• _AIM OF THE TASK_
Every record must reappear in the answer exactly as given.

Start of SOURCE DATA

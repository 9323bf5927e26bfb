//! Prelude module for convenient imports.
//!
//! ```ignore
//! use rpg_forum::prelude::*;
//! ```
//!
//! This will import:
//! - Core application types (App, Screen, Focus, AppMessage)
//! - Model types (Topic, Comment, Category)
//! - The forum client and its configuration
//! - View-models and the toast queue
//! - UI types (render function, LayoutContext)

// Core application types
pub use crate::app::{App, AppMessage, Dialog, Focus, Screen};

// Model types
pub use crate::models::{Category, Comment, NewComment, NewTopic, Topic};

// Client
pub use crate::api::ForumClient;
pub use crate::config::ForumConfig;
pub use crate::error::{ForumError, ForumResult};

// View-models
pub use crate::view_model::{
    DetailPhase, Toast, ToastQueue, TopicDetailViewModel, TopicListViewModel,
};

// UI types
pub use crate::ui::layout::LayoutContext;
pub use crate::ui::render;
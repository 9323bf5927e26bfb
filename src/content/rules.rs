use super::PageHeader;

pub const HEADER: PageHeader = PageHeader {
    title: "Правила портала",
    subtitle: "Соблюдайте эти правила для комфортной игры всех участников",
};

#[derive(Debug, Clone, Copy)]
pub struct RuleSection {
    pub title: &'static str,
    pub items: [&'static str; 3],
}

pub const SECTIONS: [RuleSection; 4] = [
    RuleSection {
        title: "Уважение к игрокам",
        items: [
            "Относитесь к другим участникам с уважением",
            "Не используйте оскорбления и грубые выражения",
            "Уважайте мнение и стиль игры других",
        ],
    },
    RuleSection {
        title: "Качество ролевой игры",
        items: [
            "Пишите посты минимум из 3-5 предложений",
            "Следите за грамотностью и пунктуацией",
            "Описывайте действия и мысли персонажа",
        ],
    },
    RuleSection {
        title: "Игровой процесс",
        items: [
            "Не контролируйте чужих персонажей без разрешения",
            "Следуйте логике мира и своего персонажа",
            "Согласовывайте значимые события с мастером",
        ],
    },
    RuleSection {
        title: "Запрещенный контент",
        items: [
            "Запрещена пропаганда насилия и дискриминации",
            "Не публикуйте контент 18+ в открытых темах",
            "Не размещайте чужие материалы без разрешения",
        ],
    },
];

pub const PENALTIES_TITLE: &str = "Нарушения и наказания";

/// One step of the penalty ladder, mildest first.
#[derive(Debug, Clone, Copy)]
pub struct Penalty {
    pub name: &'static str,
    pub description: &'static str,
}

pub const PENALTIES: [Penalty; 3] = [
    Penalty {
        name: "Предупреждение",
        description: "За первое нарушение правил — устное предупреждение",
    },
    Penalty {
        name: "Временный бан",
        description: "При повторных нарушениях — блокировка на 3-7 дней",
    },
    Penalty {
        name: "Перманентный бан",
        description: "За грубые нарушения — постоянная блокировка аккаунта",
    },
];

End of SOURCE DATA

• _RESPONSE AREA_
repository 9323bf5927e26bfb
//! Prelude module for convenient imports.
//!
//! ```ignore
//! use rpg_forum::prelude::*;
//! ```
//!
//! This will import:
//! - Core application types (App, Screen, Focus, AppMessage)
//! - Model types (Topic, Comment, Category)
//! - The forum client and its configuration
//! - View-models and the toast queue
//! - UI types (render function, LayoutContext)

// Core application types
pub use crate::app::{App, AppMessage, Dialog, Focus, Screen};

// Model types
pub use crate::models::{Category, Comment, NewComment, NewTopic, Topic};

// Client
pub use crate::api::ForumClient;
pub use crate::config::ForumConfig;
pub use crate::error::{ForumError, ForumResult};

// View-models
pub use crate::view_model::{
    DetailPhase, Toast, ToastQueue, TopicDetailViewModel, TopicListViewModel,
};

// UI types
pub use crate::ui::layout::LayoutContext;
pub use crate::ui::render;
repository 9323bf5927e26bfb
filename src/content/rules.rs
use super::PageHeader;

pub const HEADER: PageHeader = PageHeader {
    title: "Правила портала",
    subtitle: "Соблюдайте эти правила для комфортной игры всех участников",
};

#[derive(Debug, Clone, Copy)]
pub struct RuleSection {
    pub title: &'static str,
    pub items: [&'static str; 3],
}

pub const SECTIONS: [RuleSection; 4] = [
    RuleSection {
        title: "Уважение к игрокам",
        items: [
            "Относитесь к другим участникам с уважением",
            "Не используйте оскорбления и грубые выражения",
            "Уважайте мнение и стиль игры других",
        ],
    },
    RuleSection {
        title: "Качество ролевой игры",
        items: [
            "Пишите посты минимум из 3-5 предложений",
            "Следите за грамотностью и пунктуацией",
            "Описывайте действия и мысли персонажа",
        ],
    },
    RuleSection {
        title: "Игровой процесс",
        items: [
            "Не контролируйте чужих персонажей без разрешения",
            "Следуйте логике мира и своего персонажа",
            "Согласовывайте значимые события с мастером",
        ],
    },
    RuleSection {
        title: "Запрещенный контент",
        items: [
            "Запрещена пропаганда насилия и дискриминации",
            "Не публикуйте контент 18+ в открытых темах",
            "Не размещайте чужие материалы без разрешения",
        ],
    },
];

pub const PENALTIES_TITLE: &str = "Нарушения и наказания";

/// One step of the penalty ladder, mildest first.
#[derive(Debug, Clone, Copy)]
pub struct Penalty {
    pub name: &'static str,
    pub description: &'static str,
}

pub const PENALTIES: [Penalty; 3] = [
    Penalty {
        name: "Предупреждение",
        description: "За первое нарушение правил — устное предупреждение",
    },
    Penalty {
        name: "Временный бан",
        description: "При повторных нарушениях — блокировка на 3-7 дней",
    },
    Penalty {
        name: "Перманентный бан",
        description: "За грубые нарушения — постоянная блокировка аккаунта",
    },
];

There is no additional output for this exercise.